O’Village s’y est également mis en animant les communautés ivoiriennes passionnées par le blogging, l’open innovation et les logiciels libres. O’Village peut, dans un sens, être qualifié de tiers-lieu du libre et d’open-source. Des start-ups de profil et de formation différents, s’y retrouvent pour échanger, discuter, partager, collaborer.
L’univers des start-ups est bouillonnant. La multiplication, à Abidjan, des évènements qui leur sont consacrés en est une manifestation. Elle montre aussi l’esprit de créativité des jeunes ivoiriens. Sur la table, sont posés des sujets très ciblés, sur lesquels les participants partagent leurs expériences et conseils dans un esprit collaboratif. Par exemple, comment trouver un cofondateur ? Comment réussir une collecte de fonds ? Comment développer une application ? Un signe de la maturité de l’écosystème technologique ivoirien depuis quelque temps.

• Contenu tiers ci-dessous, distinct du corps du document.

use crate::utils::error::{Result, WisherError};
use chrono::{Datelike, NaiveDate};
use serde::{Deserialize, Serialize};
use serde_json::{Map, Value};
use std::fmt;
use std::str::FromStr;

const GREETING_TEMPLATE: &str = "🎉 Happy Birthday! {name}🎂\nWishing you a day filled with laughter, love, and all the things that make you smile. May this year bring new adventures, exciting challenges, and beautiful memories.";

/// Builds the birthday message for `name`.
pub fn greeting(name: &str) -> String {
    GREETING_TEMPLATE.replace("{name}", name)
}

/// A contact record as it is stored on disk.
///
/// Every field is optional; the notifier decides per contact whether the
/// record is usable. Unknown keys, and known keys holding a value of the
/// wrong JSON type, are carried in `extra` and written back untouched.
#[derive(Debug, Clone, Default, PartialEq, Serialize, Deserialize)]
#[serde(from = "serde_json::Map<String, serde_json::Value>")]
pub struct Contact {
    #[serde(default, skip_serializing_if = "Option::is_none")]
    pub name: Option<String>,
    #[serde(default, skip_serializing_if = "Option::is_none")]
    pub phone: Option<String>,
    #[serde(default, skip_serializing_if = "Option::is_none")]
    pub birthdate: Option<String>,
    #[serde(default, skip_serializing_if = "Option::is_none")]
    pub last_sent_year: Option<i32>,
    #[serde(flatten)]
    pub extra: Map<String, Value>,
}

fn take_string(record: &mut Map<String, Value>, key: &str) -> Option<String> {
    match record.remove(key) {
        None | Some(Value::Null) => None,
        Some(Value::String(s)) => Some(s),
        Some(other) => {
            record.insert(key.to_string(), other);
            None
        }
    }
}

fn take_year(record: &mut Map<String, Value>, key: &str) -> Option<i32> {
    match record.remove(key) {
        None | Some(Value::Null) => None,
        Some(value) => match value.as_i64().and_then(|y| i32::try_from(y).ok()) {
            Some(year) => Some(year),
            None => {
                record.insert(key.to_string(), value);
                None
            }
        },
    }
}

impl From<Map<String, Value>> for Contact {
    fn from(mut record: Map<String, Value>) -> Self {
        Self {
            name: take_string(&mut record, "name"),
            phone: take_string(&mut record, "phone"),
            birthdate: take_string(&mut record, "birthdate"),
            last_sent_year: take_year(&mut record, "last_sent_year"),
            extra: record,
        }
    }
}

impl Contact {
    pub fn new(name: &str, phone: &str, birthdate: &str) -> Self {
        Self {
            name: Some(name.to_string()),
            phone: Some(phone.to_string()),
            birthdate: Some(birthdate.to_string()),
            ..Default::default()
        }
    }

    pub fn with_last_sent_year(mut self, year: i32) -> Self {
        self.mark_sent(year);
        self
    }

    /// Records a successful greeting, replacing any wrongly typed stored value.
    pub fn mark_sent(&mut self, year: i32) {
        self.extra.remove("last_sent_year");
        self.last_sent_year = Some(year);
    }

    /// Known field that is present but holds a value of the wrong JSON type.
    pub fn is_mistyped(&self, field: &str) -> bool {
        self.extra.contains_key(field)
    }

    /// The stored birthdate when it is present but cannot be read as `MM-DD`.
    pub fn malformed_birthdate(&self) -> Option<String> {
        if let Some(raw) = self.extra.get("birthdate") {
            return Some(raw.to_string());
        }
        match &self.birthdate {
            Some(raw) if raw.parse::<MonthDay>().is_err() => Some(format!("{:?}", raw)),
            _ => None,
        }
    }

    /// `None` when the birthdate is missing or malformed.
    pub fn month_day(&self) -> Option<MonthDay> {
        self.birthdate.as_deref()?.parse().ok()
    }

    pub fn has_birthday_on(&self, date: NaiveDate) -> bool {
        self.month_day().is_some_and(|md| md.matches(date))
    }

    pub fn notified_in(&self, year: i32) -> bool {
        self.last_sent_year == Some(year)
    }

    /// Name used in logs, falls back to the phone number.
    pub fn label(&self) -> &str {
        self.name
            .as_deref()
            .filter(|n| !n.trim().is_empty())
            .or(self.phone.as_deref())
            .unwrap_or("<unnamed>")
    }
}

/// Calendar month and day, independent of the year.
#[derive(Debug, Clone, Copy, PartialEq, Eq, PartialOrd, Ord, Hash)]
pub struct MonthDay {
    month: u32,
    day: u32,
}

impl MonthDay {
    pub fn new(month: u32, day: u32) -> Result<Self> {
        // 2000 是閏年，02-29 也算合法生日
        if NaiveDate::from_ymd_opt(2000, month, day).is_none() {
            return Err(WisherError::InvalidBirthdate {
                value: format!("{:02}-{:02}", month, day),
            });
        }
        Ok(Self { month, day })
    }

    pub fn of(date: NaiveDate) -> Self {
        Self {
            month: date.month(),
            day: date.day(),
        }
    }

    pub fn month(&self) -> u32 {
        self.month
    }

    pub fn day(&self) -> u32 {
        self.day
    }

    pub fn matches(&self, date: NaiveDate) -> bool {
        self.month == date.month() && self.day == date.day()
    }
}

impl FromStr for MonthDay {
    type Err = WisherError;

    fn from_str(s: &str) -> Result<Self> {
        let invalid = || WisherError::InvalidBirthdate {
            value: s.to_string(),
        };

        let (month, day) = s.trim().split_once('-').ok_or_else(invalid)?;
        let part = |p: &str| -> Result<u32> {
            if p.is_empty() || p.len() > 2 || !p.bytes().all(|b| b.is_ascii_digit()) {
                return Err(invalid());
            }
            p.parse().map_err(|_| invalid())
        };

        MonthDay::new(part(month)?, part(day)?).map_err(|_| invalid())
    }
}

impl fmt::Display for MonthDay {
    fn fmt(&self, f: &mut fmt::Formatter<'_>) -> fmt::Result {
        write!(f, "{:02}-{:02}", self.month, self.day)
    }
}

/// What happened to a single matching contact during a run.
#[derive(Debug, Clone, PartialEq, Eq)]
pub enum ContactEvent {
    Notified { index: usize, name: String },
    AlreadyNotified { index: usize, name: String },
    Skipped { index: usize, reason: String },
    Failed { index: usize, name: String, reason: String },
}

/// Result of one pass of the notifier over the contact sequence.
#[derive(Debug, Clone)]
pub struct NotifyOutcome {
    pub found_birthday: bool,
    pub updated: bool,
    pub contacts: Vec<Contact>,
    pub events: Vec<ContactEvent>,
}

impl NotifyOutcome {
    pub fn count(&self, pred: impl Fn(&ContactEvent) -> bool) -> usize {
        self.events.iter().filter(|&e| pred(e)).count()
    }
}

/// A greeting the notifier would send today.
#[derive(Debug, Clone, PartialEq, Eq)]
pub struct PlannedGreeting {
    pub index: usize,
    pub name: String,
    pub phone: String,
    pub message: String,
}

#[derive(Debug, Clone, PartialEq, Eq)]
pub enum Persistence {
    NotNeeded,
    Saved,
    Failed(String),
}

/// Per-run summary reported to the operator.
#[derive(Debug, Clone)]
pub struct RunSummary {
    pub date: NaiveDate,
    pub contacts_loaded: usize,
    pub birthdays_found: bool,
    pub notified: usize,
    pub already_notified: usize,
    pub failed: usize,
    pub skipped: usize,
    pub persistence: Persistence,
    pub load_error: Option<String>,
}

impl RunSummary {
    pub fn persisted(&self) -> bool {
        self.persistence == Persistence::Saved
    }
}

#[cfg(test)]
mod tests {
    use super::*;

    fn date(y: i32, m: u32, d: u32) -> NaiveDate {
        NaiveDate::from_ymd_opt(y, m, d).unwrap()
    }

    #[test]
    fn test_parse_month_day() {
        let md: MonthDay = "11-02".parse().unwrap();
        assert_eq!((md.month(), md.day()), (11, 2));
        assert_eq!(md.to_string(), "11-02");

        let md: MonthDay = " 3-7 ".parse().unwrap();
        assert_eq!(md.to_string(), "03-07");

        assert!("02-29".parse::<MonthDay>().is_ok());
    }

    #[test]
    fn test_reject_malformed_month_day() {
        for bad in ["", "1102", "13-01", "00-10", "02-30", "11-2x", "011-02", "11/02", "-", "2024-11-02"] {
            assert!(bad.parse::<MonthDay>().is_err(), "accepted {:?}", bad);
        }
    }

    #[test]
    fn test_matches_ignores_year() {
        let md: MonthDay = "11-02".parse().unwrap();
        assert!(md.matches(date(2025, 11, 2)));
        assert!(md.matches(date(1990, 11, 2)));
        assert!(!md.matches(date(2025, 2, 11)));
        assert_eq!(MonthDay::of(date(2025, 11, 2)), md);
    }

    #[test]
    fn test_contact_birthday_checks() {
        let ann = Contact::new("Ann", "+1555", "11-02");
        assert!(ann.has_birthday_on(date(2025, 11, 2)));
        assert!(!ann.notified_in(2025));
        assert!(ann.clone().with_last_sent_year(2025).notified_in(2025));

        let broken = Contact {
            birthdate: Some("Nov 2".to_string()),
            ..ann.clone()
        };
        assert!(!broken.has_birthday_on(date(2025, 11, 2)));
        assert!(broken.month_day().is_none());
        assert_eq!(broken.malformed_birthdate().as_deref(), Some("\"Nov 2\""));
        assert_eq!(ann.malformed_birthdate(), None);
    }

    #[test]
    fn test_contact_serde_keeps_unknown_fields() {
        let json = r#"{"name":"Ann","phone":"+1555","birthdate":"11-02","note":"cousin"}"#;
        let contact: Contact = serde_json::from_str(json).unwrap();
        assert_eq!(contact.last_sent_year, None);
        assert_eq!(contact.extra["note"], "cousin");

        let value = serde_json::to_value(&contact).unwrap();
        assert_eq!(value, serde_json::from_str::<serde_json::Value>(json).unwrap());
        assert!(value.get("last_sent_year").is_none());
    }

    #[test]
    fn test_mistyped_fields_stay_with_the_record() {
        let json = r#"{"name":"Bad","phone":"+1","birthdate":1102,"last_sent_year":"2025"}"#;
        let contact: Contact = serde_json::from_str(json).unwrap();

        assert_eq!(contact.name.as_deref(), Some("Bad"));
        assert_eq!(contact.birthdate, None);
        assert_eq!(contact.last_sent_year, None);
        assert!(contact.is_mistyped("birthdate"));
        assert!(contact.is_mistyped("last_sent_year"));
        assert_eq!(contact.malformed_birthdate().as_deref(), Some("1102"));
        assert!(!contact.has_birthday_on(date(2025, 11, 2)));

        let value = serde_json::to_value(&contact).unwrap();
        assert_eq!(value, serde_json::from_str::<serde_json::Value>(json).unwrap());
    }

    #[test]
    fn test_mark_sent_replaces_mistyped_year() {
        let mut contact: Contact =
            serde_json::from_str(r#"{"name":"Ann","last_sent_year":"last year"}"#).unwrap();
        contact.mark_sent(2025);

        let value = serde_json::to_value(&contact).unwrap();
        assert_eq!(value, serde_json::json!({"name": "Ann", "last_sent_year": 2025}));
    }

    #[test]
    fn test_null_fields_read_as_absent() {
        let contact: Contact =
            serde_json::from_str(r#"{"name":"Ann","phone":null,"last_sent_year":null}"#).unwrap();
        assert_eq!(contact.phone, None);
        assert_eq!(contact.last_sent_year, None);
        assert!(contact.extra.is_empty());
    }

    #[test]
    fn test_greeting_uses_name() {
        let message = greeting("Ann");
        assert!(message.starts_with("🎉 Happy Birthday! Ann🎂\n"));
        assert!(!message.contains("{name}"));
    }

    #[test]
    fn test_label_fallbacks() {
        let mut c = Contact::new("", "+1555", "01-01");
        assert_eq!(c.label(), "+1555");
        c.phone = None;
        assert_eq!(c.label(), "<unnamed>");
    }
}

Le gouvernement prend le leadership
En fin de compte, l’initiative Startup4Gouv, soutenue par un fonds d’accompagnement de 500 millions FCFA vient de s’ajouter à ces initiatives privées. Elle s’inscrit dans la vision du gouvernement de faire de la Côte d’Ivoire un pays moderne, tourné vers les technologies du futur. Et la prochaine adoption d’une loi sur les start-ups devrait leur offrir un bien meilleur cadre de développement, comme c’est le cas dans une start-up nation.
Quand on n’a pas d’argent, il suffit d’avoir des idées. Ainsi pourrait se résumer l’univers des start-ups. Certes, les start-ups ivoiriennes n’ont pas encore acquis la notoriété de leurs consœurs ghanéennes et nigérianes qui sont sur la bonne voie d’une start-up nation, mais de plus en plus d’applications mobiles produites à Abidjan sont très attractives et pourraient demain apporter des solutions à un public international.
L’essentiel est fait. La décision est prise. Or, une décision n’est bonne que lorsqu’elle est prise, écrit Beaumarchais. L’avenir des start-ups appartient donc aux défricheurs d’avenir.